For a superiorly located falcotentorial meningioma, endoscopic-assisted microsurgical excision could be performed using the posterior interhemispheric retrocallosal transfalcine approach. The combination bioccipital suboccipital transsinus transtentorial technique, which involves dividing the less dominant transverse sinus, was described by Liu and Cohen.[ 10 ] The distance to the tumor is relatively long in the anterior interhemispheric approach, which is further complicated by VFD, hemiparesis, or hemidysesthesia induced by over-retraction of the interhemispheric fissure.[ 9 , 19 ] If the lesion extended laterally and superiorly, the parietal transventricular approach might be performed. The supracerebellar approach, which Krause first successfully used in 1913, is advantageous for Type II Bassioni and posterior/infratentorial Asari meningiomas. An extremely steep tentorial angle, on the other hand, is not favorable for a supracerebellar infratentorial approach.[ 19 ]

In general, all these approaches are associated with a significant risk of postoperative complications (29%). A safe approach for giant and complicated falcotentorial meningiomas seems to be a combination of approaches. For patients with falcotentorial meningiomas, the choice of approach should be personalized to control tumor growth while preventing approach-related complications.[ 19 ]

Here, we present a case of successfully removing giant falcotentorial meningiomas using a combined supracerebellar infratentorial and interhemispheric occipital approach. Due to the blind spot, we think that a single supracerebellar infratentorial approach is inadequate for anterior type Assari meningiomas with galenic veins displaced contralaterally (Bassiouni Type III). While complete removal without tentorium resection is not achievable with an occipital interhemispheric approach.
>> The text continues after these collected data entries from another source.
use std::collections::BTreeMap;

use crate::{
    error::Result,
    storage::{Document, engine::Engine},
};

/// In-memory storage engine
#[derive(Debug, Default)]
pub struct MemoryEngine {
    data: BTreeMap<Document, Vec<u8>>,
}

impl MemoryEngine {
    pub fn new() -> Self {
        Self { data: BTreeMap::new() }
    }
}

impl Engine for MemoryEngine {
    fn set(&mut self, doc: &Document, value: Vec<u8>) -> Result<()> {
        self.data.insert(doc.clone(), value);
        Ok(())
    }

    fn get(&mut self, doc: &Document) -> Result<Option<Vec<u8>>> {
        Ok(self.data.get(doc).cloned())
    }

    fn delete(&mut self, doc: &Document) -> Result<()> {
        self.data.remove(doc);
        Ok(())
    }
}
//! Command lexer - splits command text into words and tracks quoting

use std::{fmt::Display, iter::Peekable, str::Chars};

use crate::error::{Error, Result};

/// Reserved words of the command language
#[derive(Debug, Clone, Copy, PartialEq)]
pub enum Keyword {
    // Shell commands
    Help,
    Exit,
    // DDL keywords
    ListTables,
    CreateTable,
    DropTable,
    // DML keywords
    Insert,
    Select,
    Update,
    Delete,
    Into,
    From,
    Values,
    Where,
    Set,
}

impl Keyword {
    /// Attempts to parse a string as a keyword (case-insensitive)
    pub fn from_str(ident: &str) -> Option<Self> {
        Some(match ident.to_lowercase().as_str() {
            "help" => Keyword::Help,
            "exit" => Keyword::Exit,
            "list_tables" => Keyword::ListTables,
            "create_table" => Keyword::CreateTable,
            "drop_table" => Keyword::DropTable,
            "insert" => Keyword::Insert,
            "select" => Keyword::Select,
            "update" => Keyword::Update,
            "delete" => Keyword::Delete,
            "into" => Keyword::Into,
            "from" => Keyword::From,
            "values" => Keyword::Values,
            "where" => Keyword::Where,
            "set" => Keyword::Set,
            _ => return None,
        })
    }

    /// Returns the lowercase string representation of the keyword
    pub fn to_str(&self) -> &'static str {
        match self {
            Keyword::Help => "help",
            Keyword::Exit => "exit",
            Keyword::ListTables => "list_tables",
            Keyword::CreateTable => "create_table",
            Keyword::DropTable => "drop_table",
            Keyword::Insert => "insert",
            Keyword::Select => "select",
            Keyword::Update => "update",
            Keyword::Delete => "delete",
            Keyword::Into => "into",
            Keyword::From => "from",
            Keyword::Values => "values",
            Keyword::Where => "where",
            Keyword::Set => "set",
        }
    }

    /// Whether `word` spells this keyword in any case
    pub fn matches(&self, word: &str) -> bool {
        word.eq_ignore_ascii_case(self.to_str())
    }
}

impl Display for Keyword {
    fn fmt(&self, f: &mut std::fmt::Formatter<'_>) -> std::fmt::Result {
        f.write_str(self.to_str())
    }
}

/// Word lexer
///
/// Words are separated by whitespace. Single and double quotes group
/// characters into one word and are removed. Outside quotes a backslash takes
/// the next character literally; inside quotes it escapes only a quote or a
/// backslash.
pub struct Lexer<'a> {
    iter: Peekable<Chars<'a>>,
}

impl<'a> Iterator for Lexer<'a> {
    type Item = Result<String>;

    fn next(&mut self) -> Option<Self::Item> {
        self.scan().transpose()
    }
}

impl<'a> Lexer<'a> {
    pub fn new(text: &'a str) -> Self {
        Self {
            iter: text.chars().peekable(),
        }
    }

    /// Consumes the next character if it satisfies the predicate
    fn next_if<F: Fn(char) -> bool>(&mut self, predicate: F) -> Option<char> {
        self.iter.peek().filter(|&c| predicate(*c))?;
        self.iter.next()
    }

    /// Removes whitespace from the input stream
    fn erase_whitespace(&mut self) {
        while self.next_if(|c| c.is_whitespace()).is_some() {}
    }

    /// Scans and returns the next word
    fn scan(&mut self) -> Result<Option<String>> {
        self.erase_whitespace();
        if self.iter.peek().is_none() {
            return Ok(None);
        }

        let mut word = String::new();
        while let Some(c) = self.next_if(|c| !c.is_whitespace()) {
            match c {
                '\'' => self.scan_single_quoted(&mut word)?,
                '"' => self.scan_double_quoted(&mut word)?,
                '\\' => word.push(self.scan_escaped()?),
                c => word.push(c),
            }
        }
        Ok(Some(word))
    }

    fn scan_escaped(&mut self) -> Result<char> {
        self.iter
            .next()
            .ok_or_else(|| Error::Parse("no character after escape".to_string()))
    }

    fn scan_single_quoted(&mut self, word: &mut String) -> Result<()> {
        self.scan_quoted('\'', word)
    }

    fn scan_double_quoted(&mut self, word: &mut String) -> Result<()> {
        self.scan_quoted('"', word)
    }

    /// Scans up to the closing `quote`. A backslash escapes either quote
    /// character or another backslash; before any other character it is kept.
    fn scan_quoted(&mut self, quote: char, word: &mut String) -> Result<()> {
        loop {
            match self.iter.next() {
                Some(c) if c == quote => return Ok(()),
                Some('\\') => match self.iter.next() {
                    Some(c @ ('"' | '\'' | '\\')) => word.push(c),
                    Some(c) => {
                        word.push('\\');
                        word.push(c);
                    }
                    None => return Err(Error::Parse("no closing quotation".to_string())),
                },
                Some(c) => word.push(c),
                None => return Err(Error::Parse("no closing quotation".to_string())),
            }
        }
    }
}

/// Splits `text` into words
pub fn words(text: &str) -> Result<Vec<String>> {
    Lexer::new(text).collect()
}

/// Tracks whether a position in raw text is inside a quoted or escaped span
#[derive(Debug, Default)]
pub struct QuoteState {
    quote: Option<char>,
    escape: bool,
}

impl QuoteState {
    /// Feeds one character; returns true when it stands outside any quoted
    /// or escaped span and is not itself a quote or escape character
    pub fn feed(&mut self, c: char) -> bool {
        if self.escape {
            self.escape = false;
            return false;
        }
        if c == '\\' {
            self.escape = true;
            return false;
        }
        match self.quote {
            Some(q) => {
                if c == q {
                    self.quote = None;
                }
                false
            }
            None if c == '\'' || c == '"' => {
                self.quote = Some(c);
                false
            }
            None => true,
        }
    }

    /// True while a quote is unclosed or an escape is pending
    pub fn is_open(&self) -> bool {
        self.quote.is_some() || self.escape
    }
}
use crate::{
    error::{Error, Result},
    sql::{
        cache::ResultCache,
        engine::Engine,
        executor::{Executor, ResultSet},
        schema::{Column, Table},
    },
};

/// LIST TABLES executor
pub struct ListTables;

impl ListTables {
    pub fn new() -> Box<Self> {
        Box::new(Self)
    }
}

impl<E: Engine> Executor<E> for ListTables {
    fn execute(self: Box<Self>, engine: &mut E, _cache: &mut ResultCache) -> Result<ResultSet> {
        let tables = engine.load_catalog()?.table_names();
        Ok(ResultSet::ListTables { tables })
    }
}

/// CREATE TABLE executor
pub struct CreateTable {
    name: String,
    columns: Vec<String>,
}

impl CreateTable {
    pub fn new(name: String, columns: Vec<String>) -> Box<Self> {
        Box::new(Self { name, columns })
    }
}

impl<E: Engine> Executor<E> for CreateTable {
    fn execute(self: Box<Self>, engine: &mut E, _cache: &mut ResultCache) -> Result<ResultSet> {
        let mut catalog = engine.load_catalog()?;
        if catalog.contains(&self.name) {
            return Err(Error::Validation(format!("table {} already exists", self.name)));
        }

        let columns = self
            .columns
            .iter()
            .map(|spec| Column::from_spec(spec))
            .collect::<Result<Vec<_>>>()?;
        let table = Table::new(self.name, columns)?;

        // rows left over from an interrupted drop must not resurface
        engine.delete_rows(&table.name)?;
        catalog.put(table.clone());
        engine.save_catalog(&catalog)?;

        tracing::info!(table = %table.name, columns = table.columns.len(), "table created");
        Ok(ResultSet::CreateTable {
            table_name: table.name,
            columns: table.columns,
        })
    }
}

/// DROP TABLE executor
pub struct DropTable {
    name: String,
}

impl DropTable {
    pub fn new(name: String) -> Box<Self> {
        Box::new(Self { name })
    }
}

impl<E: Engine> Executor<E> for DropTable {
    fn execute(self: Box<Self>, engine: &mut E, cache: &mut ResultCache) -> Result<ResultSet> {
        let mut catalog = engine.load_catalog()?;
        if catalog.remove(&self.name).is_none() {
            return Err(Error::NotFound(format!("table {} does not exist", self.name)));
        }

        engine.save_catalog(&catalog)?;
        engine.delete_rows(&self.name)?;
        cache.invalidate(&self.name);

        tracing::info!(table = %self.name, "table dropped");
        Ok(ResultSet::DropTable { table_name: self.name })
    }
}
For this reason, in our case of a large falcotentorial meningioma, we decided to combine these two methods to minimize occipital lobe retraction and achieve maximally safe tumor resection. We preferred the three-quarter prone position because it is associated with low the risk of air embolism and pneumocephalus during the prolonged operation. In our case, a significant proportion of the tumor was found to be infratentorial, and the supracerebellar infratentorial approach was used first to aim to debulk the tumor and improve the visualization of the vein of Galen. Following that, a right occipital interhemispheric approach was used to remove the supratentorial residual tumor. While the supratentorial portion of the tumor can be completely resected by an occipital interhemispheric approach, the great cerebral vein is visible clearly from the supracerebellar infratentorial corridor.

CONCLUSION

Our case demonstrates that by combining two techniques, it is possible to totally remove large falcotentorial meningiomas without external ventricular drainage placement, and with minimal brain retraction, preserve the straight sinus and vein of Galen, and avoid neurological deficits.

Authors’ contributions

All authors contributed to the design and implementation of the article, to the analysis of the results and to the writing of the manuscript.

Ethics approval and consent to participate

The principles of the Declaration of Helsinki were followed in the article.

Availability of data and material

Data openly available in a public repository that issues datasets with DOIs.

Declaration of patient consent

The authors certify that they have obtained all appropriate patient consent.

Financial support and sponsorship

Nil.

Conflicts of interest

There are no conflicts of interest.

Disclaimer

The views and opinions expressed in this article are those of the authors and do not necessarily reflect the official policy or position of the Journal or its management. The information contained in this article should not be considered to be medical advice; patients should consult their own physicians for advice as to their specific medical needs.

Acknowledgments

We are thankful to the patient for his cooperation and allowing us to use his medical records in our case report.